// SPDX-License-Identifier: Apache-2.0

//! Whitelist derived from the instance template the node pool currently creates
//! nodes from.
//!
//! Resolution walks node pool → instance group manager → instance template, so a
//! template rollout is picked up on the next validation without redeploying anything.

use crate::error::{StepExt, ValidatorError};
use crate::instance::{
    Instance, Metadata, TemplateRef, ZonalResource, LABEL_CLUSTER_NAME, LABEL_NODE_POOL_NAME,
    METADATA_CONFIGURE_SH_KEY, METADATA_USER_DATA_KEY,
};
use crate::whitelist::WhitelistProvider;
use async_trait::async_trait;
use serde::{Deserialize, Serialize};
use std::fmt;
use std::sync::Arc;
use tracing::{debug, instrument};

#[derive(Debug, Clone, Default, PartialEq, Eq, Serialize, Deserialize)]
#[serde(rename_all = "camelCase")]
pub struct NodePool {
    #[serde(default)]
    pub name: String,
    #[serde(default)]
    pub instance_group_urls: Vec<String>,
}

#[derive(Debug, Clone, Default, PartialEq, Eq, Serialize, Deserialize)]
#[serde(rename_all = "camelCase")]
pub struct InstanceGroupManager {
    #[serde(default)]
    pub name: String,
    #[serde(default)]
    pub instance_template: String,
}

#[derive(Debug, Clone, Default, PartialEq, Eq, Serialize, Deserialize)]
#[serde(rename_all = "camelCase")]
pub struct InstanceTemplate {
    #[serde(default)]
    pub name: String,
    #[serde(default)]
    pub properties: InstanceProperties,
}

#[derive(Debug, Clone, Default, PartialEq, Eq, Serialize, Deserialize)]
pub struct InstanceProperties {
    #[serde(default)]
    pub metadata: Metadata,
}

/// Fully qualified GKE node pool name.
#[derive(Debug, Clone, PartialEq, Eq, Hash)]
pub struct NodePoolName {
    pub project: String,
    pub location: String,
    pub cluster: String,
    pub node_pool: String,
}

impl fmt::Display for NodePoolName {
    fn fmt(&self, f: &mut fmt::Formatter<'_>) -> fmt::Result {
        write!(
            f,
            "projects/{}/locations/{}/clusters/{}/nodePools/{}",
            self.project, self.location, self.cluster, self.node_pool
        )
    }
}

#[async_trait]
pub trait ClusterLookup: Send + Sync + 'static {
    async fn get_node_pool(&self, name: &NodePoolName) -> Result<NodePool, ValidatorError>;
}

#[async_trait]
pub trait ComputeLookup: Send + Sync + 'static {
    async fn get_instance_group_manager(
        &self,
        manager: &ZonalResource,
    ) -> Result<InstanceGroupManager, ValidatorError>;

    async fn get_instance_template(
        &self,
        template: &TemplateRef,
    ) -> Result<InstanceTemplate, ValidatorError>;
}

pub struct InstanceTemplateWhitelistProvider {
    clusters: Arc<dyn ClusterLookup>,
    compute: Arc<dyn ComputeLookup>,
}

impl InstanceTemplateWhitelistProvider {
    #[must_use]
    pub fn new(clusters: Arc<dyn ClusterLookup>, compute: Arc<dyn ComputeLookup>) -> Self {
        Self { clusters, compute }
    }

    #[instrument(name = "resolve_instance_template", skip_all, fields(instance = %instance.name))]
    async fn resolve_template(&self, instance: &Instance) -> Result<InstanceTemplate, ValidatorError> {
        let cluster = instance
            .require_label(LABEL_CLUSTER_NAME)
            .step("read cluster name")?;
        let node_pool = instance
            .require_label(LABEL_NODE_POOL_NAME)
            .step("read node pool name")?;

        let link = instance.zonal_link().step("parse instance self link")?;
        let location = link.location().step("derive location from zone")?;

        let pool_name = NodePoolName {
            project: link.project.clone(),
            location,
            cluster: cluster.to_string(),
            node_pool: node_pool.to_string(),
        };
        let pool = self
            .clusters
            .get_node_pool(&pool_name)
            .await
            .step("get node pool")?;

        let manager_ref = find_instance_group_for_zone(&pool.instance_group_urls, &link.zone)
            .step("find instance group for zone")?;
        debug!(manager = %manager_ref, "instance group manager selected");

        let manager = self
            .compute
            .get_instance_group_manager(&manager_ref)
            .await
            .step("get instance group manager")?;
        let template_ref =
            TemplateRef::parse(&manager.instance_template).step("parse instance template link")?;

        self.compute
            .get_instance_template(&template_ref)
            .await
            .step("get instance template")
    }
}

#[async_trait]
impl WhitelistProvider for InstanceTemplateWhitelistProvider {
    fn provider_tag(&self) -> &'static str {
        "instance_template"
    }

    async fn get_whitelist(&self, instance: &Instance) -> Result<Vec<String>, ValidatorError> {
        let template = self
            .resolve_template(instance)
            .await
            .step("resolve instance template")?;
        let metadata = &template.properties.metadata;
        let configure_sh = metadata
            .require(METADATA_CONFIGURE_SH_KEY)
            .step("read configure-sh from instance template")?;
        let user_data = metadata
            .require(METADATA_USER_DATA_KEY)
            .step("read user-data from instance template")?;
        Ok(vec![configure_sh.to_string(), user_data.to_string()])
    }
}

/// Pick the group manager URL that lives in `zone`. Any unparsable URL fails the
/// lookup rather than being skipped.
pub fn find_instance_group_for_zone(
    urls: &[String],
    zone: &str,
) -> Result<ZonalResource, ValidatorError> {
    for url in urls {
        let parsed = ZonalResource::parse_instance_group_manager_link(url)?;
        if parsed.zone == zone {
            return Ok(parsed);
        }
    }
    Err(ValidatorError::not_found(format!(
        "instance group manager for zone `{zone}`"
    )))
}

================

**To do**
What you give back should be exactly the lines of the entries above from the one containing "parsed = ZonalResource::parse_instance_group_manager_link(url)?;" to the end, and nothing more.

**Solved exercise**
        let parsed = ZonalResource::parse_instance_group_manager_link(url)?;
        if parsed.zone == zone {
            return Ok(parsed);
        }
    }
    Err(ValidatorError::not_found(format!(
        "instance group manager for zone `{zone}`"
    )))
}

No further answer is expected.